How to start Crazy 8s exercise
- Each person begins Crazy 8s with a single sheet of letter-size paper.
- Fold the paper in half three times, so you have eight panels.
- Set a timer to sixty seconds. Hit “start” and begin sketching — you have sixty seconds per section, for a total of eight minutes to create eight miniature sketches.
- Go fast and be messy: As with the notes and ideas, Crazy 8s will not be shared with the team.

Take a favorite piece from your ideas sheet and ask yourself, “What would be another good way to do this?” Keep going until you can’t think of any more variations, then look back at your ideas sheet, choose a new idea, and start riffing on it instead.
4. Solution Sketch
Remember how we kept saying, “Don’t worry, nobody’s going to look at this”?

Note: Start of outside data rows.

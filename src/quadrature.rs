//! Quadrature rules on the reference domains used by the elements in [`crate::element`].
//!
//! Every rule is given as a pair of weights and points. Weights sum to the volume (or area) of the
//! reference domain.
use nalgebra::{Point2, Point3, RealField};
use numeric_literals::replace_float_literals;

pub type QuadraturePair<T, P> = (Vec<T>, Vec<P>);
pub type QuadraturePair2d<T> = QuadraturePair<T, Point2<T>>;
pub type QuadraturePair3d<T> = QuadraturePair<T, Point3<T>>;

/// Four-point rule on the reference tetrahedron, exact for polynomials of total degree 2.
#[replace_float_literals(T::from_f64(literal).unwrap())]
pub fn tet_quadrature_strength_2<T: RealField + Copy>() -> QuadraturePair3d<T> {
    // Barycentric coordinates of the rule on the unit simplex, mapped to [-1, 1]
    let a = 2.0 * 0.5854101966249685 - 1.0;
    let b = 2.0 * 0.1381966011250105 - 1.0;
    let points = vec![
        Point3::new(b, b, b),
        Point3::new(a, b, b),
        Point3::new(b, a, b),
        Point3::new(b, b, a),
    ];
    let weights = vec![1.0 / 3.0; 4];
    (weights, points)
}

/// Two-point Gauss rule on $[-1, 1]$, exact for cubic polynomials.
#[replace_float_literals(T::from_f64(literal).unwrap())]
fn gauss_2<T: RealField + Copy>() -> QuadraturePair<T, T> {
    let x = 1.0 / T::sqrt(3.0);
    (vec![1.0, 1.0], vec![-x, x])
}

/// Tensor product Gauss rule with 2 x 2 x 2 points.
pub fn hex_quadrature_strength_3<T: RealField + Copy>() -> QuadraturePair3d<T> {
    let (w1d, x1d) = gauss_2::<T>();
    let mut weights = Vec::with_capacity(8);
    let mut points = Vec::with_capacity(8);
    for k in 0..2 {
        for j in 0..2 {
            for i in 0..2 {
                weights.push(w1d[i] * w1d[j] * w1d[k]);
                points.push(Point3::new(x1d[i], x1d[j], x1d[k]));
            }
        }
    }
    (weights, points)
}

/// Three-point rule on the reference triangle, exact for polynomials of total degree 2.
#[replace_float_literals(T::from_f64(literal).unwrap())]
pub fn tri_quadrature_strength_2<T: RealField + Copy>() -> QuadraturePair2d<T> {
    let a = 2.0 * (1.0 / 6.0) - 1.0;
    let b = 2.0 * (2.0 / 3.0) - 1.0;
    let points = vec![Point2::new(a, a), Point2::new(b, a), Point2::new(a, b)];
    let weights = vec![2.0 / 3.0; 3];
    (weights, points)
}

/// Tensor product Gauss rule with 2 x 2 points.
pub fn quad_quadrature_strength_3<T: RealField + Copy>() -> QuadraturePair2d<T> {
    let (w1d, x1d) = gauss_2::<T>();
    let mut weights = Vec::with_capacity(4);
    let mut points = Vec::with_capacity(4);
    for j in 0..2 {
        for i in 0..2 {
            weights.push(w1d[i] * w1d[j]);
            points.push(Point2::new(x1d[i], x1d[j]));
        }
    }
    (weights, points)
}
use crate::element::{SurfaceFiniteElement, VolumeFiniteElement};
use crate::quadrature::{QuadraturePair2d, QuadraturePair3d};
use cardiax_solid::kinematics::{deformation_gradient, first_piola_kirchhoff, green_lagrange_strain};
use cardiax_solid::{AdReal, StressLaw};
use eyre::{bail, eyre};
use nalgebra::{DMatrixViewMut, DVectorView, DVectorViewMut, Matrix3, Point3, Vector3};
use num_dual::Dual64;

pub trait ElementConnectivityAssembler {
    fn solution_dim(&self) -> usize;

    fn num_elements(&self) -> usize;

    fn element_node_count(&self, element_index: usize) -> usize;

    /// Mesh vertex indices of the element nodes.
    fn populate_element_nodes(&self, output: &mut [usize], element_index: usize);
}

/// Computes the residual and its Jacobian for a single element, given the element's nodal
/// solution values ordered by node and then by component.
pub trait ElementSystemAssembler: ElementConnectivityAssembler {
    fn assemble_element_system_into(
        &self,
        element_index: usize,
        solution: DVectorView<f64>,
        residual: DVectorViewMut<f64>,
        jacobian: DMatrixViewMut<f64>,
    ) -> eyre::Result<()>;
}

/// Quadrature data of a cell in its reference configuration.
///
/// Stores the physical gradients of the basis functions and the product of quadrature weight and
/// Jacobian determinant at every quadrature point. The mesh does not move in the reference
/// configuration, so this is computed once.
#[derive(Debug, Clone, PartialEq)]
pub struct CellGeometry {
    num_nodes: usize,
    points: Vec<Point3<f64>>,
    jxw: Vec<f64>,
    basis: Vec<f64>,
    gradients: Vec<Vector3<f64>>,
}

impl CellGeometry {
    /// Returns an error if the element is degenerate or inverted at a quadrature point.
    pub fn from_element<E>(element: &E, quadrature: &QuadraturePair3d<f64>) -> eyre::Result<Self>
    where
        E: VolumeFiniteElement<f64>,
    {
        let (weights, points) = quadrature;
        let n = element.num_nodes();
        let mut geometry = Self {
            num_nodes: n,
            points: Vec::with_capacity(points.len()),
            jxw: Vec::with_capacity(points.len()),
            basis: vec![0.0; n * points.len()],
            gradients: vec![Vector3::zeros(); n * points.len()],
        };

        for (q, (w, xi)) in weights.iter().zip(points).enumerate() {
            let j = element.reference_jacobian(xi);
            let det = j.determinant();
            if !(det > 0.0) {
                bail!("non-positive Jacobian determinant {:e} at quadrature point {}", det, q);
            }
            let j_inv_t = j
                .try_inverse()
                .ok_or_else(|| eyre!("singular Jacobian at quadrature point {}", q))?
                .transpose();

            let gradients = &mut geometry.gradients[n * q..n * (q + 1)];
            element.populate_basis_gradients(gradients, xi);
            for g in gradients.iter_mut() {
                *g = j_inv_t * *g;
            }
            element.populate_basis(&mut geometry.basis[n * q..n * (q + 1)], xi);
            geometry.points.push(element.map_reference_coords(xi));
            geometry.jxw.push(w * det);
        }
        Ok(geometry)
    }

    pub fn num_nodes(&self) -> usize {
        self.num_nodes
    }

    pub fn num_quadrature_points(&self) -> usize {
        self.jxw.len()
    }

    /// Quadrature weight times Jacobian determinant.
    pub fn jxw(&self, q: usize) -> f64 {
        self.jxw[q]
    }

    pub fn point(&self, q: usize) -> &Point3<f64> {
        &self.points[q]
    }

    pub fn basis(&self, q: usize) -> &[f64] {
        &self.basis[self.num_nodes * q..self.num_nodes * (q + 1)]
    }

    /// Gradients of the basis functions with respect to the reference configuration.
    pub fn gradients(&self, q: usize) -> &[Vector3<f64>] {
        &self.gradients[self.num_nodes * q..self.num_nodes * (q + 1)]
    }

    pub fn volume(&self) -> f64 {
        self.jxw.iter().sum()
    }
}

/// Quadrature data of a boundary face of a cell, for integrating surface loads.
#[derive(Debug, Clone, PartialEq)]
pub struct FaceGeometry {
    /// Position of every face node among the nodes of the cell.
    local_nodes: Vec<usize>,
    points: Vec<Point3<f64>>,
    basis: Vec<f64>,
    /// Outward unit normal scaled by quadrature weight and area ratio.
    weighted_normals: Vec<Vector3<f64>>,
}

impl FaceGeometry {
    /// Normals are oriented away from `cell_centroid`.
    pub fn from_element<E>(
        element: &E,
        local_nodes: Vec<usize>,
        quadrature: &QuadraturePair2d<f64>,
        cell_centroid: &Point3<f64>,
    ) -> Self
    where
        E: SurfaceFiniteElement<f64>,
    {
        let (weights, points) = quadrature;
        let n = element.num_nodes();
        assert_eq!(local_nodes.len(), n);
        let mut basis = vec![0.0; n * points.len()];
        let mut face_points = Vec::with_capacity(points.len());
        let mut weighted_normals = Vec::with_capacity(points.len());
        for (q, (w, xi)) in weights.iter().zip(points).enumerate() {
            element.populate_basis(&mut basis[n * q..n * (q + 1)], xi);
            face_points.push(element.map_reference_coords(xi));
            weighted_normals.push(element.scaled_normal(xi) * *w);
        }

        let outwardness: f64 = face_points
            .iter()
            .zip(&weighted_normals)
            .map(|(x, n)| n.dot(&(x - cell_centroid)))
            .sum();
        if outwardness < 0.0 {
            for n in &mut weighted_normals {
                *n = -*n;
            }
        }

        Self {
            local_nodes,
            points: face_points,
            basis,
            weighted_normals,
        }
    }

    pub fn local_nodes(&self) -> &[usize] {
        &self.local_nodes
    }

    pub fn area(&self) -> f64 {
        self.weighted_normals.iter().map(|n| n.norm()).sum()
    }

    pub fn num_quadrature_points(&self) -> usize {
        self.points.len()
    }
}

/// Adds $\int_\Gamma p \\, N_a \vec n \\, dA$ for every face node `a` to the residual of the cell.
///
/// The load acts on the reference configuration and does not depend on the displacement.
pub fn add_pressure_load<P>(face: &FaceGeometry, pressure: P, mut residual: DVectorViewMut<f64>)
where
    P: Fn(&Point3<f64>) -> f64,
{
    let n = face.local_nodes.len();
    for q in 0..face.num_quadrature_points() {
        let p = pressure(&face.points[q]);
        let basis = &face.basis[n * q..n * (q + 1)];
        for (&local_node, &phi) in face.local_nodes.iter().zip(basis) {
            for k in 0..3 {
                residual[3 * local_node + k] += p * phi * face.weighted_normals[q][k];
            }
        }
    }
}

/// Residual $\int_\Omega \vec P : \nabla \delta \vec u \\, dV$ of a cell for the nodal
/// displacements `u`, ordered by node and then by component.
///
/// Generic over the scalar so that it can be evaluated with dual numbers.
pub fn elastic_cell_residual<T, M>(
    material: &M,
    geometry: &CellGeometry,
    fiber: &Vector3<f64>,
    u: &[T],
    residual: &mut [T],
) where
    T: AdReal,
    M: StressLaw,
{
    let n = geometry.num_nodes();
    assert_eq!(u.len(), 3 * n);
    assert_eq!(residual.len(), 3 * n);
    residual.fill(T::zero());

    for q in 0..geometry.num_quadrature_points() {
        let gradients = geometry.gradients(q);
        let h = Matrix3::from_fn(|i, j| {
            let mut h_ij = T::zero();
            for (a, g) in gradients.iter().enumerate() {
                h_ij += u[3 * a + i] * g[j];
            }
            h_ij
        });
        let f = deformation_gradient(&h);
        let e = green_lagrange_strain(&f);
        let s = material.second_piola_kirchhoff(&e, fiber);
        let p = first_piola_kirchhoff(&f, &s);

        let jxw = geometry.jxw(q);
        for (a, g) in gradients.iter().enumerate() {
            for k in 0..3 {
                let mut r = T::zero();
                for j in 0..3 {
                    r += p[(k, j)] * g[j];
                }
                residual[3 * a + k] += r * jxw;
            }
        }
    }
}

/// Reusable buffers of dual numbers for [`assemble_elastic_cell`].
#[derive(Debug, Default)]
pub struct DualWorkspace {
    u: Vec<Dual64>,
    residual: Vec<Dual64>,
}

/// Computes the residual of a cell and its exact Jacobian by forward-mode automatic
/// differentiation, seeding one displacement component at a time.
///
/// Returns an error if any entry is not finite.
pub fn assemble_elastic_cell<M: StressLaw>(
    material: &M,
    geometry: &CellGeometry,
    fiber: &Vector3<f64>,
    u: DVectorView<f64>,
    mut residual: DVectorViewMut<f64>,
    mut jacobian: DMatrixViewMut<f64>,
    workspace: &mut DualWorkspace,
) -> eyre::Result<()> {
    let m = u.len();
    assert_eq!(residual.len(), m);
    assert_eq!(jacobian.shape(), (m, m));

    workspace.u.clear();
    workspace
        .u
        .extend(u.iter().map(|&u_i| Dual64::new(u_i, 0.0)));
    workspace.residual.resize(m, Dual64::new(0.0, 0.0));

    for col in 0..m {
        workspace.u[col].eps = 1.0;
        elastic_cell_residual(material, geometry, fiber, &workspace.u, &mut workspace.residual);
        workspace.u[col].eps = 0.0;

        for (row, r) in workspace.residual.iter().enumerate() {
            jacobian[(row, col)] = r.eps;
        }
        if col == 0 {
            for (r_i, r) in residual.iter_mut().zip(&workspace.residual) {
                *r_i = r.re;
            }
        }
    }

    if residual.iter().chain(jacobian.iter()).any(|x| !x.is_finite()) {
        bail!("non-finite residual or Jacobian entry");
    }
    Ok(())
}

/// Residual $K \vec u - \vec f$ and Jacobian $K$ of the scalar diffusion problem
/// $-\nabla \cdot \nabla u = f$ on a cell, with a constant source $f$.
pub fn assemble_diffusion_cell(
    geometry: &CellGeometry,
    source: f64,
    u: DVectorView<f64>,
    mut residual: DVectorViewMut<f64>,
    mut jacobian: DMatrixViewMut<f64>,
) -> eyre::Result<()> {
    let n = geometry.num_nodes();
    assert_eq!(u.len(), n);
    jacobian.fill(0.0);
    residual.fill(0.0);

    for q in 0..geometry.num_quadrature_points() {
        let jxw = geometry.jxw(q);
        let gradients = geometry.gradients(q);
        for (a, (g_a, phi_a)) in gradients.iter().zip(geometry.basis(q)).enumerate() {
            for (b, g_b) in gradients.iter().enumerate() {
                jacobian[(a, b)] += g_a.dot(g_b) * jxw;
            }
            residual[a] -= source * phi_a * jxw;
        }
    }
    residual.gemv(1.0, &jacobian, &u, 1.0);

    if residual.iter().any(|x| !x.is_finite()) {
        bail!("non-finite residual entry");
    }
    Ok(())
}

That time is over. The solution sketch is each person’s best idea, put down on
paper in detail. Each one is an opinionated hypothesis for how to solve the
challenge at hand. These sketches will be looked at — and judged! — by the rest of the team. They need to be detailed, thought-out, and easy to understand.

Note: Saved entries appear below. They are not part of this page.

use crate::assembly::local::ElementSystemAssembler;
use crate::error::AssemblyError;
use crate::partition::{DofMap, MeshPartition};
use crate::vector::{DistributedVector, GhostedVector};
use log::debug;
use nalgebra::{DMatrix, DVector};
use nalgebra_sparse::{CooMatrix, CsrMatrix};
use rayon::prelude::*;
use std::cell::RefCell;
use std::sync::Arc;
use thread_local::ThreadLocal;

/// Jacobian and residual assembled over all ranks.
///
/// The rows of both are distributed: every rank owns the contiguous block of rows given by
/// [`DofMap::owned_dofs`].
#[derive(Debug, Clone)]
pub struct AssembledSystem {
    pub jacobian: CsrMatrix<f64>,
    pub residual: DistributedVector,
}

#[derive(Debug)]
struct AssemblerWorkspace {
    element_nodes: Vec<usize>,
    element_dofs: Vec<usize>,
    element_solution: DVector<f64>,
    element_residual: DVector<f64>,
    element_jacobian: DMatrix<f64>,
}

impl Default for AssemblerWorkspace {
    fn default() -> Self {
        Self {
            element_nodes: Vec::new(),
            element_dofs: Vec::new(),
            element_solution: DVector::zeros(0),
            element_residual: DVector::zeros(0),
            element_jacobian: DMatrix::zeros(0, 0),
        }
    }
}

/// Contributions accumulated by a single rank before [`compress`].
///
/// Entries in rows owned by the rank are kept locally, and entries in rows owned by other
/// ranks are buffered per destination rank.
#[derive(Debug)]
pub struct RankContributions {
    rank: usize,
    owned_triplets: Vec<(usize, usize, f64)>,
    owned_residual: Vec<(usize, f64)>,
    off_process_triplets: Vec<Vec<(usize, usize, f64)>>,
    off_process_residual: Vec<Vec<(usize, f64)>>,
}

impl RankContributions {
    fn new(rank: usize, num_ranks: usize) -> Self {
        Self {
            rank,
            owned_triplets: Vec::new(),
            owned_residual: Vec::new(),
            off_process_triplets: vec![Vec::new(); num_ranks],
            off_process_residual: vec![Vec::new(); num_ranks],
        }
    }

    fn add_element(&mut self, dof_map: &DofMap, dofs: &[usize], residual: &DVector<f64>, jacobian: &DMatrix<f64>) {
        for (i, &row) in dofs.iter().enumerate() {
            let owner = dof_map.owner(row);
            let (triplets, rhs) = if owner == self.rank {
                (&mut self.owned_triplets, &mut self.owned_residual)
            } else {
                (
                    &mut self.off_process_triplets[owner],
                    &mut self.off_process_residual[owner],
                )
            };
            rhs.push((row, residual[i]));
            for (j, &col) in dofs.iter().enumerate() {
                triplets.push((row, col, jacobian[(i, j)]));
            }
        }
    }

    /// Number of buffered entries destined for other ranks.
    pub fn num_off_process_entries(&self) -> usize {
        self.off_process_triplets.iter().map(Vec::len).sum()
    }
}

/// Assembles residual and Jacobian of a nonlinear system over a partitioned mesh.
///
/// Each rank assembles the cells of its partition in parallel with the other ranks, reading
/// solution values only from its own part of the ghosted vector.
#[derive(Debug, Default)]
pub struct DistributedAssembler {
    workspace: ThreadLocal<RefCell<AssemblerWorkspace>>,
}

impl DistributedAssembler {
    pub fn new() -> Self {
        Self::default()
    }

    /// Accumulates the contributions of every rank without combining them.
    ///
    /// Fails if `ghosted` is not synchronized with `solution`, or if a cell produces a
    /// non-finite contribution. In the latter case nothing is accumulated at all.
    pub fn accumulate(
        &self,
        partition: &MeshPartition,
        dof_map: &DofMap,
        element_assembler: &(dyn Sync + ElementSystemAssembler),
        solution: &DistributedVector,
        ghosted: &GhostedVector,
    ) -> Result<Vec<RankContributions>, AssemblyError> {
        if !ghosted.is_synchronized_with(solution) {
            return Err(AssemblyError::StaleGhostValues);
        }
        let sdim = element_assembler.solution_dim();
        assert_eq!(sdim, dof_map.components());

        (0..partition.num_ranks())
            .into_par_iter()
            .map(|rank| {
                let ws = &mut *self.workspace.get_or_default().borrow_mut();
                let values = ghosted.rank_view(rank);
                let mut contributions = RankContributions::new(rank, partition.num_ranks());

                for cell in partition.cells(rank) {
                    let node_count = element_assembler.element_node_count(cell);
                    let m = sdim * node_count;
                    ws.element_nodes.resize(node_count, 0);
                    element_assembler.populate_element_nodes(&mut ws.element_nodes, cell);
                    dof_map.populate_cell_dofs(&mut ws.element_dofs, &ws.element_nodes);

                    ws.element_solution.resize_vertically_mut(m, 0.0);
                    values.gather(ws.element_solution.as_mut_slice(), &ws.element_dofs);
                    ws.element_residual.resize_vertically_mut(m, 0.0);
                    ws.element_residual.fill(0.0);
                    ws.element_jacobian.resize_mut(m, m, 0.0);
                    ws.element_jacobian.fill(0.0);

                    element_assembler
                        .assemble_element_system_into(
                            cell,
                            ws.element_solution.as_view(),
                            ws.element_residual.as_view_mut(),
                            ws.element_jacobian.as_view_mut(),
                        )
                        .map_err(|report| AssemblyError::Cell { cell, report })?;

                    contributions.add_element(dof_map, &ws.element_dofs, &ws.element_residual, &ws.element_jacobian);
                }
                Ok(contributions)
            })
            .collect()
    }

    /// Assembles and compresses the global system.
    pub fn assemble_system(
        &self,
        partition: &MeshPartition,
        dof_map: &Arc<DofMap>,
        element_assembler: &(dyn Sync + ElementSystemAssembler),
        solution: &DistributedVector,
        ghosted: &GhostedVector,
    ) -> Result<AssembledSystem, AssemblyError> {
        let contributions = self.accumulate(partition, dof_map, element_assembler, solution, ghosted)?;
        compress(dof_map, contributions)
    }
}

/// Exchanges off-process contributions and combines them with the owned contributions of every
/// rank into the final system.
///
/// This is the only way to obtain an [`AssembledSystem`] from accumulated contributions.
pub fn compress(dof_map: &Arc<DofMap>, contributions: Vec<RankContributions>) -> Result<AssembledSystem, AssemblyError> {
    let num_ranks = dof_map.num_ranks();
    let num_dofs = dof_map.num_dofs();
    assert_eq!(contributions.len(), num_ranks);

    let num_exchanged: usize = contributions
        .iter()
        .map(RankContributions::num_off_process_entries)
        .sum();
    debug!("Exchanging {} off-process matrix entries between {} ranks", num_exchanged, num_ranks);

    let blocks: Vec<(CsrMatrix<f64>, DVector<f64>)> = (0..num_ranks)
        .into_par_iter()
        .map(|rank| {
            let owned = dof_map.owned_dofs(rank);
            let mut coo = CooMatrix::new(owned.len(), num_dofs);
            let mut residual = DVector::zeros(owned.len());

            let own = &contributions[rank];
            let received = contributions
                .iter()
                .filter(|c| c.rank != rank)
                .map(|c| (&c.off_process_triplets[rank], &c.off_process_residual[rank]));

            for (triplets, rhs) in std::iter::once((&own.owned_triplets, &own.owned_residual)).chain(received) {
                for &(row, col, value) in triplets {
                    coo.push(row - owned.start, col, value);
                }
                for &(row, value) in rhs {
                    residual[row - owned.start] += value;
                }
            }
            (CsrMatrix::from(&coo), residual)
        })
        .collect();

    let nnz = blocks.iter().map(|(block, _)| block.nnz()).sum();
    let mut row_offsets = Vec::with_capacity(num_dofs + 1);
    let mut col_indices = Vec::with_capacity(nnz);
    let mut values = Vec::with_capacity(nnz);
    let mut residual = DVector::zeros(num_dofs);
    row_offsets.push(0);
    for (rank, (block, block_residual)) in blocks.iter().enumerate() {
        let (offsets, indices, block_values) = block.csr_data();
        let base = col_indices.len();
        row_offsets.extend(offsets[1..].iter().map(|offset| base + offset));
        col_indices.extend_from_slice(indices);
        values.extend_from_slice(block_values);

        let owned = dof_map.owned_dofs(rank);
        residual.rows_mut(owned.start, owned.len()).copy_from(block_residual);
    }

    let jacobian = CsrMatrix::try_from_csr_data(num_dofs, num_dofs, row_offsets, col_indices, values)
        .map_err(|err| AssemblyError::Compress(err.to_string()))?;
    Ok(AssembledSystem {
        jacobian,
        residual: DistributedVector::from_values(Arc::clone(dof_map), residual),
    })
}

Each sketch will be a three-panel storyboard drawn on sticky notes, showing
what your customers see as they interact with your product or service. We like
this storyboard format because products and services are more like movies than snapshots. Customers don’t just appear in one freeze frame and then disappear in the next. Instead, they move through your solution like actors in a scene. Your solution has to move right along with them.
1. Make it self- explanatory
On Wednesday morning, you’ll post your sketch on the wall for everyone to see. It needs to explain itself. Think of this sketch as the first test for your idea. If no one can understand it in sketch form, it’s not likely to do any better when it’s polished.
2. Keep it anonymous
Don’t put your name on your sketch, and be sure that everyone uses the same paper and the same black pens. On Wednesday, when you evaluate everyone’s sketch, this anonymity will make it much easier to critique and choose the best ideas.
3. Ugly is okay
Your sketch does not have to be fancy (boxes, stick figures, and words are fine), but it does have to be detailed, thoughtful, and complete. Be as neat as you can, but don’t worry if you’re not much of an artist. However . . .
4. Words Matter
We’ve used sprints with startups in all kinds of industries. One surprising
constant: the importance of writing. Strong writing is especially necessary for
software and marketing, where words often make up most of the screen. But
choosing the right words is critical in every medium. So pay extra close attention to the writing in your sketch. Don’t use “lorem ipsum” or draw those squiggly lines that mean “text will go here.” That text will go a long way to explain your idea — so make it good and make it real!
5. Give it a catchy title
Since your name won’t be on your sketch, give it a title. Later, these titles will
help you keep track of the different solutions as you’re reviewing and choosing. They’re also a way to draw attention to the big idea in your solution sketch.
Okay, get your paper ready. Refer to your notes, ideas, and Crazy 8s. Then
uncap your pens, fasten your safety belts, and make sure your seat backs and tray tables are in their fully upright and locked positions. Your solution sketches are ready for takeoff.

- Each person is responsible for creating one solution sketch.
- If a few folks get inspired and want to sketch more than one, that’s okay, but don’t overdo it.
- Each additional sketch means more work reviewing and narrowing down on Wednesday.
- Not only that, but we’ve noticed that the first batch tend to be the
strongest and there are diminishing returns beyond ten to twelve solution
sketches. - Thirty minutes should be enough time for everyone to finish one
sketch. - Once everybody is finished, put the solution sketches in a pile, but resist the urge to look at them.
- You’ll only see them for the first time once, and you should save those fresh eyes for Wednesday.